> _THE PROBLEM_:
Total the lines of the entries below that hold the string "TestProgress", then write only that total.

> _PROVIDED INFORMATION_:
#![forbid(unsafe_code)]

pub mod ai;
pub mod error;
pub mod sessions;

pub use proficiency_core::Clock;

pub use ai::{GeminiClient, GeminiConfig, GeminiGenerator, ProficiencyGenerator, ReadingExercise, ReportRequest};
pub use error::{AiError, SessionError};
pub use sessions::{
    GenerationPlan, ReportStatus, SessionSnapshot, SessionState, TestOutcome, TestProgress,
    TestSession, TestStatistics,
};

==

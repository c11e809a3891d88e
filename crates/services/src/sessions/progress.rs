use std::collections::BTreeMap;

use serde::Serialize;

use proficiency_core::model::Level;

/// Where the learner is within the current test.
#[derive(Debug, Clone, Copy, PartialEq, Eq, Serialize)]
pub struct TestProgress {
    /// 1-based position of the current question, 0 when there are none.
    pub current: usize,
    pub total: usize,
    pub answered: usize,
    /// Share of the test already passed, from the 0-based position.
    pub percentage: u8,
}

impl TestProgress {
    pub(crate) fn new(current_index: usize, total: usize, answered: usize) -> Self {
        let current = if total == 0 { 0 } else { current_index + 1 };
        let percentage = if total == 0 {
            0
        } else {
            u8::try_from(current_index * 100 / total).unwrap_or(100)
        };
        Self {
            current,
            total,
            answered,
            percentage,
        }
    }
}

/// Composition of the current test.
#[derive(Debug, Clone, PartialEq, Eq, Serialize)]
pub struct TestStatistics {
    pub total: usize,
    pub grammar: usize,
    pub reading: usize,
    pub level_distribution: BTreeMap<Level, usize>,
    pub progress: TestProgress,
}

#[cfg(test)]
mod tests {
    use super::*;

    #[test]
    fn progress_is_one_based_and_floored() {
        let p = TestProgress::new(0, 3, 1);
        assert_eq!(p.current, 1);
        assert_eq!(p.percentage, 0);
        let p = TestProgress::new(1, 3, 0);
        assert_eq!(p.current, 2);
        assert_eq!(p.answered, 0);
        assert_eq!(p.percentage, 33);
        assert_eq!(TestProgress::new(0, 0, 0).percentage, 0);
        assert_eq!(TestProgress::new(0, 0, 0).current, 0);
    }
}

> _WRITTEN ANSWER_:
8